The EU's health commissioner Tonio Borg, who joined eight EU nations at Wednesday's talks, said Brussels was calling on all 27 European Union states to carry out DNA tests on beef products to see if they contained horsemeat.
Borg said the Commission would also urge checks for an equine veterinary drug that can be dangerous to humans -- phenylbutazone -- in all European establishments handling raw horsemeat.
"No one has the right to label as beef something that is not beef," Borg said after the talks. "Someone will be held responsible, even criminally responsible."
Ireland's minister for farming, Simon Coveney, who chaired the snap meeting, said "it has become very clear that this is a European problem that has to be dealt with Europe-wide.
"We need to find out who is responsible, how it happened and make sure it doesn’t happen again," he said.
EU ministers, Coveney said, also favoured slapping a country-of-origin tag on processed meat products that currently is required only on fresh meats.
Should the proposals to tighten controls on processed foods be accepted, in the first month, in March, there would be 4,000 tests for the equine drug and another 2,500 for horsemeat, with initial results due April 15.
Brussels would put up half the funding, Borg said.
The proposals will be examined Friday at an extraordinary meeting of the EU's Standing Committee on the Food Chain.
If agreed there, they go to EU agricultural ministers on February 25, Borg said, adding that Europol would coordinate inquiries currently being carried out in countries hit by the crisis.
As ministers met for the talks, Germany announced a find of suspect lasagne and Swiss supermarket giant Coop reported horsemeat in its lasagne.
"The quicker we get this resolved the quicker we can get confidence established across Europe in our food systems and the products," Britain's Paterson said.
The hastily convened talks gathered Britain, France, Germany, Ireland, Luxembourg, Poland, Romania and Sweden, plus Borg.

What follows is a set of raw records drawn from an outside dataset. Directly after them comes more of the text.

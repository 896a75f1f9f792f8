//! View model derived from a session snapshot.

use crate::session::controller::SessionSnapshot;
use crate::session::mode::QuickAction;
use serde::Serialize;

/// A quick-action button.
#[derive(Debug, Clone, PartialEq, Eq, Serialize)]
pub struct QuickActionView {
    /// The preset.
    pub action: QuickAction,
    /// Button label.
    pub label: &'static str,
    /// Highlighted because the last edit used this preset's mode.
    pub active: bool,
    /// Clickable.
    pub enabled: bool,
}

/// A history thumbnail.
#[derive(Debug, Clone, PartialEq, Eq, Serialize)]
pub struct HistoryEntryView {
    /// History item id.
    pub id: String,
    /// Instruction that produced it.
    pub prompt: String,
    /// Completion time, ms since epoch.
    pub timestamp: i64,
}

/// Everything a front end needs to render the editor.
#[derive(Debug, Clone, PartialEq, Eq, Serialize)]
pub struct SessionView {
    /// An image is on the canvas.
    pub has_image: bool,
    /// Media type of the image on the canvas.
    pub current_mime_type: Option<String>,
    /// The canvas shows the unedited upload.
    pub showing_original: bool,
    /// Draw the processing overlay.
    pub show_overlay: bool,
    /// Overlay status text.
    pub status: String,
    /// Preset buttons.
    pub quick_actions: Vec<QuickActionView>,
    /// The custom-edit trigger is enabled.
    pub can_submit_custom: bool,
    /// Recent edits, newest first.
    pub history: Vec<HistoryEntryView>,
    /// Failure message to show.
    pub notice: Option<String>,
}

impl SessionView {
    /// Derives the view from a snapshot.
    pub fn from_snapshot(snapshot: &SessionSnapshot) -> Self {
        let busy = snapshot.processing.is_processing;
        let has_image = snapshot.current.is_some();

        Self {
            has_image,
            current_mime_type: snapshot.current.as_ref().map(|i| i.mime_type().to_string()),
            showing_original: has_image && snapshot.current == snapshot.original,
            show_overlay: busy,
            status: snapshot.processing.status_message.clone(),
            quick_actions: QuickAction::ALL
                .into_iter()
                .map(|action| QuickActionView {
                    action,
                    label: action.label(),
                    active: snapshot.active_mode == Some(action.mode()),
                    enabled: has_image && !busy,
                })
                .collect(),
            can_submit_custom: !snapshot.custom_prompt.trim().is_empty() && !busy,
            history: snapshot
                .history
                .iter()
                .map(|item| HistoryEntryView {
                    id: item.id.clone(),
                    prompt: item.prompt.clone(),
                    timestamp: item.timestamp,
                })
                .collect(),
            notice: snapshot.notice.clone(),
        }
    }
}

impl From<&SessionSnapshot> for SessionView {
    fn from(snapshot: &SessionSnapshot) -> Self {
        Self::from_snapshot(snapshot)
    }
}

#[cfg(test)]
mod tests {
    use super::*;
    use crate::image::EncodedImage;
    use crate::session::controller::ProcessingState;
    use crate::session::mode::EditMode;

    #[test]
    fn test_empty_session_view() {
        let view = SessionView::from_snapshot(&SessionSnapshot::default());
        assert!(!view.has_image);
        assert!(!view.show_overlay);
        assert!(!view.can_submit_custom);
        assert!(view.quick_actions.iter().all(|a| !a.enabled && !a.active));
    }

    #[test]
    fn test_custom_trigger_needs_text_and_idle() {
        let image = EncodedImage::from_inline("image/png", "AAAA");
        let mut snapshot = SessionSnapshot {
            original: Some(image.clone()),
            current: Some(image),
            custom_prompt: "   ".into(),
            ..Default::default()
        };
        assert!(!SessionView::from_snapshot(&snapshot).can_submit_custom);

        snapshot.custom_prompt = "add a hat".into();
        let view = SessionView::from_snapshot(&snapshot);
        assert!(view.can_submit_custom);
        assert!(view.showing_original);

        snapshot.processing = ProcessingState {
            is_processing: true,
            status_message: "Applying Your Edit...".into(),
        };
        let view = SessionView::from_snapshot(&snapshot);
        assert!(!view.can_submit_custom);
        assert!(view.show_overlay);
        assert_eq!(view.status, "Applying Your Edit...");
        assert!(view.quick_actions.iter().all(|a| !a.enabled));
    }

    #[test]
    fn test_active_mode_marks_matching_actions() {
        let snapshot = SessionSnapshot {
            current: Some(EncodedImage::from_inline("image/png", "AAAA")),
            active_mode: Some(EditMode::ReplaceBackground),
            ..Default::default()
        };
        let view = SessionView::from_snapshot(&snapshot);
        let active: Vec<_> = view
            .quick_actions
            .iter()
            .filter(|a| a.active)
            .map(|a| a.action)
            .collect();
        assert_eq!(
            active,
            [
                QuickAction::IndoorSet,
                QuickAction::Outdoor,
                QuickAction::Cyberpunk
            ]
        );
    }
}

Since Britain last week discovered horse meat in frozen lasagne sold under the Findus label, but produced by French firm Comigel, the scandal has widened across Europe.
German supermarket chain Kaiser's Tengelmann took its own frozen lasagne off shelves, 24 hours after supermarkets in the Netherlands became the latest to pull ready-made meals as anger grows across Europe.
Then Switzerland's Coop Wednesday said it had found horsemeat in its own-brand frozen lasagne produced by Comigel.
Comigel, based in northeastern France, has denied all wrongdoing, saying it bought meat from another French firm, Spanghero, through its own Luxembourg subsidiary.
Spanghero said it was supplied by two abattoirs in Romania.
Traders in Cyprus and the Netherlands were also reportedly involved in the supply chain.
Romania has repeatedly denied being to blame and its Agriculture Minister Daniel Constantin insisted on arriving in Brussels for the talks that "all the horsemeat provided by the Romanian companies that was placed on the EU market was correctly labelled."
Raids by British police and officials from the Food Standards Agency on Tuesday at a slaughterhouse in northern England and a meat-producing factory in Wales however opened a new front in the pan-European search for the source of the horsemeat.
Both sites were shut and all meat seized.
Andrew Rhodes, operations director of the FSA, said he had ordered an audit of abattoirs that produce horsemeat in Britain when the scandal arose "and I was shocked to uncover what appears to be a blatant misleading of consumers."